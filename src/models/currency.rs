//! The closed set of currencies a transaction can be denominated in.

use std::{fmt::Display, str::FromStr};

use serde::{Deserialize, Serialize};

/// A currency supported by the application.
///
/// The set is closed: amounts in any other currency are rejected at the
/// boundary, which keeps rate lookups total.
#[derive(Clone, Copy, Debug, PartialEq, Eq, Hash, Serialize, Deserialize)]
#[serde(rename_all = "UPPERCASE")]
pub enum Currency {
    /// United States dollar.
    Usd,
    /// Angolan kwanza.
    Aoa,
    /// Euro.
    Eur,
}

impl Currency {
    /// Every supported currency, in display order.
    pub const ALL: [Currency; 3] = [Currency::Usd, Currency::Aoa, Currency::Eur];

    /// The ISO 4217 code for the currency.
    pub fn code(&self) -> &'static str {
        match self {
            Currency::Usd => "USD",
            Currency::Aoa => "AOA",
            Currency::Eur => "EUR",
        }
    }

    /// Stable position of the currency within [Currency::ALL].
    pub(crate) fn index(&self) -> usize {
        match self {
            Currency::Usd => 0,
            Currency::Aoa => 1,
            Currency::Eur => 2,
        }
    }
}

impl Display for Currency {
    fn fmt(&self, f: &mut std::fmt::Formatter<'_>) -> std::fmt::Result {
        write!(f, "{}", self.code())
    }
}

/// The error returned when parsing a string that is not a supported currency
/// code.
#[derive(Debug, Clone, PartialEq, thiserror::Error)]
#[error("the currency must be one of 'USD', 'AOA' or 'EUR'")]
pub struct UnknownCurrency;

impl FromStr for Currency {
    type Err = UnknownCurrency;

    fn from_str(s: &str) -> Result<Self, Self::Err> {
        match s {
            "USD" => Ok(Currency::Usd),
            "AOA" => Ok(Currency::Aoa),
            "EUR" => Ok(Currency::Eur),
            _ => Err(UnknownCurrency),
        }
    }
}
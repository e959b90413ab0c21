//! Authentication middleware that resolves the session cookie and rejects
//! unauthenticated requests.

use axum::{
    Json,
    extract::{FromRef, Request, State},
    http::StatusCode,
    middleware::Next,
    response::{IntoResponse, Response},
};
use axum_extra::extract::CookieJar;
use serde_json::json;

use crate::{
    AppState, auth,
    auth::session_token_from_jar,
    stores::sqlite::{SQLiteSessionStore, SQLiteUserStore},
};

/// The state needed by the auth middleware.
#[derive(Clone)]
pub struct AuthState {
    /// Resolves session owners.
    pub user_store: SQLiteUserStore,
    /// Holds the active sessions.
    pub session_store: SQLiteSessionStore,
}

impl FromRef<AppState> for AuthState {
    fn from_ref(state: &AppState) -> Self {
        Self {
            user_store: state.user_store.clone(),
            session_store: state.session_store.clone(),
        }
    }
}

/// The JSON 401 response shared by everything that rejects a request for a
/// missing or invalid session.
pub(crate) fn unauthenticated_response() -> Response {
    (
        StatusCode::UNAUTHORIZED,
        Json(json!({ "authenticated": false })),
    )
        .into_response()
}

/// Middleware function that checks for a valid session cookie.
///
/// The owning [User](crate::models::User) is placed into the request
/// extensions and the request executed normally if the session is valid,
/// otherwise a 401 JSON response is returned. Resolving an expired session
/// deletes it as a side effect.
///
/// **Note**: Route handlers can use the function argument
/// `Extension(user): Extension<User>` to receive the user.
pub async fn auth_guard(
    State(state): State<AuthState>,
    jar: CookieJar,
    mut request: Request,
    next: Next,
) -> Response {
    let Some(token) = session_token_from_jar(&jar) else {
        return unauthenticated_response();
    };

    let mut sessions = state.session_store.clone();

    match auth::resolve_session(&mut sessions, &state.user_store, &token) {
        Ok(Some(user)) => {
            request.extensions_mut().insert(user);
            next.run(request).await
        }
        Ok(None) => unauthenticated_response(),
        Err(error) => error.into_response(),
    }
}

Your goal
Search the listing for the word "match". Copy every line in which it occurs.

Expected output
        match self {
        match self {
        match s {
    match auth::resolve_session(&mut sessions, &state.user_store, &token) {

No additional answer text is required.